El Mercurio
En las últimas semanas se han conocido distintas encuestas sobre la religiosidad de los chilenos. El panorama muestra con nitidez un proceso que ya se ha observado en otros contextos, y que es una creciente desinstitucionalización de las creencias y prácticas relativas a lo sagrado. Sin embargo, se trata de un proceso que en nuestro caso no es novedoso: la religiosidad popular (especialmente expresada en la devoción mariana) ha sido históricamente una forma primordial de manifestación religiosa, que muchas veces ocurre en los márgenes de las directrices institucionales.
Actualmente, esta desinstitucionalización se expresa también en un creciente pluralismo de creencias y en el aumento de la proporción de personas que señalan no adherir a una religión específica, pero que sí reconocen una dimensión espiritual en sus vidas.
Más allá de estos datos, que tensionan la discusión sobre cómo debe expresarse la religión en el espacio público y los límites de la capacidad de la religión de proveer significados y valores comunes, parece apropiado elevar la mirada por sobre la contingencia, pero, a la vez, entregar luces para el proceso constitucional en el que estamos inmersos.
Históricamente, todos los seres humanos han buscado en la religión y en las creencias dar sentido a su entorno, a la relación consigo mismo, con los otros y con la divinidad. Esta búsqueda es y será una constante ontológica. Las respuestas pueden ser muchas y diversas, pero el quid está en que estas iluminen el sentido de la vida: desde lo cotidiano a lo trascendente. Sin ese sentido, no es posible encontrar la paz ni ser feliz, especialmente en momentos críticos de la vida.
Ahora bien, la desinstitucionalización de la religión no implica que la búsqueda de sentido se transforme en una cuestión privada, limitada al ámbito de la conciencia individual. La producción de significados y símbolos comunes que trascienden las meras preferencias subjetivas sigue siendo parte fundamental de la capacidad vinculante de la religión, aunque esta esté menos sujeta a las directrices institucionales de las iglesias.
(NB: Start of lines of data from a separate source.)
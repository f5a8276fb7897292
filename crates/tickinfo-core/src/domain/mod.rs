//! # Domain Models
//!
//! Canonical types shared by the cache, the providers and the resolver.
//!
//! | Type | Description |
//! |------|-------------|
//! | [`Ticker`] | Validated, uppercase entity identifier |
//! | [`EntityKind`] | Stock, REIT or ETF |
//! | [`FieldName`] | One metric of the closed vocabulary |
//! | [`FieldSet`] | Ordered set of requested metrics |
//! | [`FieldValue`] | Number, text or null |
//! | [`Record`] | Field-to-value mapping (null vs. absent is significant) |
//! | [`UtcDateTime`] | UTC timestamp |

mod field;
mod record;
mod ticker;
mod timestamp;

pub use field::{EntityKind, FieldName, FieldSet};
pub use record::{FieldValue, Record};
pub use ticker::Ticker;
pub use timestamp::UtcDateTime;
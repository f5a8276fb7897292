//! # Tickinfo Core
//!
//! Field-level resolution and caching engine for ticker financial metrics.
//!
//! ## Overview
//!
//! A caller asks for a set of metrics (price, dividend yield, sector, ...)
//! for one ticker. The engine:
//!
//! - reads what is already cached for the ticker,
//! - computes which requested fields are still unknown,
//! - asks the providers of the fallback chain for just those fields,
//! - merges cached and fresh values without overwriting known data,
//! - writes the new data back with a whole-entity time-to-live.
//!
//! ## Modules
//!
//! | Module | Description |
//! |--------|-------------|
//! | [`adapters`] | StockAnalysis and Investidor10 scrapers |
//! | [`cache`] | File-backed cache store with TTL |
//! | [`circuit_breaker`] | Per-provider circuit breaker |
//! | [`config`] | Environment configuration |
//! | [`data_source`] | Source provider trait and request/error types |
//! | [`domain`] | Ticker, field vocabulary, record model, timestamps |
//! | [`error`] | Core error types |
//! | [`http_client`] | HTTP transport abstraction |
//! | [`missing`] | Missing-field calculation |
//! | [`resolver`] | Request orchestration |
//! | [`routing`] | Fallback merge engine |
//! | [`source`] | Provider identifiers |
//!
//! ## Quick Start
//!
//! ```rust,ignore
//! use tickinfo_core::{
//!     EntityKind, FieldName, FieldSet, ResolveRequest, Resolver, ServiceConfig, Ticker,
//! };
//!
//! #[tokio::main]
//! async fn main() -> Result<(), Box<dyn std::error::Error>> {
//!     let resolver = Resolver::from_config(&ServiceConfig::from_env());
//!     let request = ResolveRequest::new(
//!         Ticker::parse("AAPL")?,
//!         EntityKind::Stock,
//!         FieldSet::from([FieldName::Price, FieldName::Dy]),
//!     );
//!
//!     let resolution = resolver.serve(&request).await;
//!     if let Some(record) = resolution.record {
//!         println!("{}", serde_json::to_string(&record)?);
//!     }
//!     Ok(())
//! }
//! ```
//!
//! ## Architecture
//!
//! ```text
//! ┌─────────────────┐     ┌──────────────────┐
//! │    Resolver     │────▶│   Cache Store    │
//! └────────┬────────┘     └──────────────────┘
//!          │ missing fields only
//!          ▼
//! ┌─────────────────┐     ┌──────────────────┐
//! │  Source Router  │────▶│ Circuit Breaker  │
//! └────────┬────────┘     └──────────────────┘
//!          │
//!          ▼
//! ┌─────────────────┐     ┌──────────────────┐
//! │ Source Provider │────▶│ HTTP Client      │
//! │ (Adapter Trait) │     │ (reqwest/fixture)│
//! └─────────────────┘     └──────────────────┘
//! ```

pub mod adapters;
pub mod cache;
pub mod circuit_breaker;
pub mod config;
pub mod data_source;
pub mod domain;
pub mod error;
pub mod http_client;
pub mod missing;
pub mod resolver;
pub mod routing;
pub mod source;

// Adapter implementations
pub use adapters::{Investidor10Adapter, StockAnalysisAdapter};

// Caching
pub use cache::{CacheEntry, CacheStore, DEFAULT_CACHE_TTL};

// Circuit breaker
pub use circuit_breaker::{CircuitBreaker, CircuitBreakerConfig, CircuitState};

// Configuration
pub use config::ServiceConfig;

// Data source trait and types
pub use data_source::{FetchFuture, FetchRequest, SourceError, SourceErrorKind, SourceProvider};

// Domain models
pub use domain::{EntityKind, FieldName, FieldSet, FieldValue, Record, Ticker, UtcDateTime};

// Error types
pub use error::{CacheError, CoreError, ValidationError};

// HTTP client types
pub use http_client::{
    FixtureHttpClient, HttpClient, HttpError, HttpRequest, HttpResponse, ReqwestHttpClient,
};

pub use missing::missing_fields;

// Orchestration
pub use resolver::{CacheControl, Resolution, ResolutionOrigin, ResolveRequest, Resolver};

// Routing types
pub use routing::{
    FallbackChains, MergeFailure, MergeResult, MergeSuccess, ProviderFailure, SourceRouter,
    SourceRouterBuilder, SourceStrategy,
};

// Source identifiers
pub use source::ProviderId;
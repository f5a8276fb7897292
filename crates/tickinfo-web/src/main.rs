use std::net::SocketAddr;
use std::path::PathBuf;
use std::process::ExitCode;
use std::sync::Arc;
use std::time::Duration;

use clap::Parser;
use tickinfo_core::{Resolver, ServiceConfig};
use tickinfo_web::{app, ServerError};
use tracing::info;
use tracing_subscriber::EnvFilter;

/// Field-level resolution service for ticker metrics.
///
/// Flags override the `TICKINFO_*` environment variables.
#[derive(Debug, Parser)]
#[command(name = "tickinfo-web", author, version, about)]
struct Cli {
    /// Address to listen on.
    #[arg(long, default_value = "127.0.0.1:8080")]
    bind: SocketAddr,

    /// Path of the JSON-lines cache file.
    #[arg(long)]
    cache_path: Option<PathBuf>,

    /// Whole-entity cache time-to-live in seconds.
    #[arg(long, value_parser = clap::value_parser!(u64).range(1..))]
    cache_ttl_secs: Option<u64>,

    /// Per-provider call timeout in milliseconds.
    #[arg(long, value_parser = clap::value_parser!(u64).range(1..))]
    provider_timeout_ms: Option<u64>,
}

impl Cli {
    fn config(&self) -> ServiceConfig {
        let mut config = ServiceConfig::from_env();
        if let Some(path) = &self.cache_path {
            config.cache_path = path.clone();
        }
        if let Some(secs) = self.cache_ttl_secs {
            config.cache_ttl = Duration::from_secs(secs);
        }
        if let Some(millis) = self.provider_timeout_ms {
            config.provider_timeout = Duration::from_millis(millis);
        }
        config
    }
}

#[tokio::main]
async fn main() -> ExitCode {
    let filter = EnvFilter::try_from_default_env().unwrap_or_else(|_| EnvFilter::new("info"));
    let _ = tracing_subscriber::fmt().with_env_filter(filter).try_init();

    match run(Cli::parse()).await {
        Ok(()) => ExitCode::SUCCESS,
        Err(error) => {
            eprintln!("error: {error}");
            ExitCode::from(error.exit_code())
        }
    }
}

async fn run(cli: Cli) -> Result<(), ServerError> {
    let config = cli.config();
    info!(
        cache_path = %config.cache_path.display(),
        cache_ttl_secs = config.cache_ttl.as_secs(),
        provider_timeout_ms = config.provider_timeout.as_millis() as u64,
        "starting tickinfo"
    );

    let resolver = Arc::new(Resolver::from_config(&config));
    let listener = tokio::net::TcpListener::bind(cli.bind)
        .await
        .map_err(|source| ServerError::Bind {
            address: cli.bind,
            source,
        })?;
    info!(address = %cli.bind, "listening");

    axum::serve(listener, app(resolver))
        .with_graceful_shutdown(shutdown_signal())
        .await
        .map_err(ServerError::Serve)
}

async fn shutdown_signal() {
    if tokio::signal::ctrl_c().await.is_ok() {
        info!("shutting down");
    }
}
La dimensión colectiva de la religión implica no solo respetar las creencias privadas de cada uno, sino generar los espacios para su ejercicio colectivo y su manifestación pública. La religión necesita de la sociedad para permitir que las creencias encuentren un espacio para ejercerse colectivamente, lo que implica la capacidad de remitirse al pasado y al futuro, es decir, de proteger aquellos significados que se heredan y de transmitirlos a las nuevas generaciones.
La religión puede entenderse, más allá del contenido específico de las creencias, como una forma particular de creer, la cual, anclada en la memoria colectiva, permite que, en una sociedad que se transforma aceleradamente, los individuos puedan encontrar una comunidad de sentido, donde sus creencias individuales tengan asidero común. Este anclaje es precisamente el que produce la obligación, adquirida como compromiso, de transmitir aquello que se hereda.
Aunque la cuestión religiosa se juega mucho más allá de lo jurídico, toda Constitución, como marco de referencia de las normas que rigen la convivencia, debe reconocer y potenciar esa dimensión espiritual del ser humano y crear las condiciones para que pueda vivir de acuerdo a sus convicciones y creencias sin ser violentado por expresarlas.
Esta libertad religiosa no se limita a una comprensión individual de la religión y creencias, sino a la protección del acervo de sentido de una sociedad.
Los datos no deben alejarnos de estas garantías positivas, sin las cuales se corre el riesgo de incomprensión del fenómeno religioso, reduciéndolo al ámbito privado y arriesgando su capacidad vinculante, que en gran medida nos protege frente a la crisis de sentido en la que nos encontramos.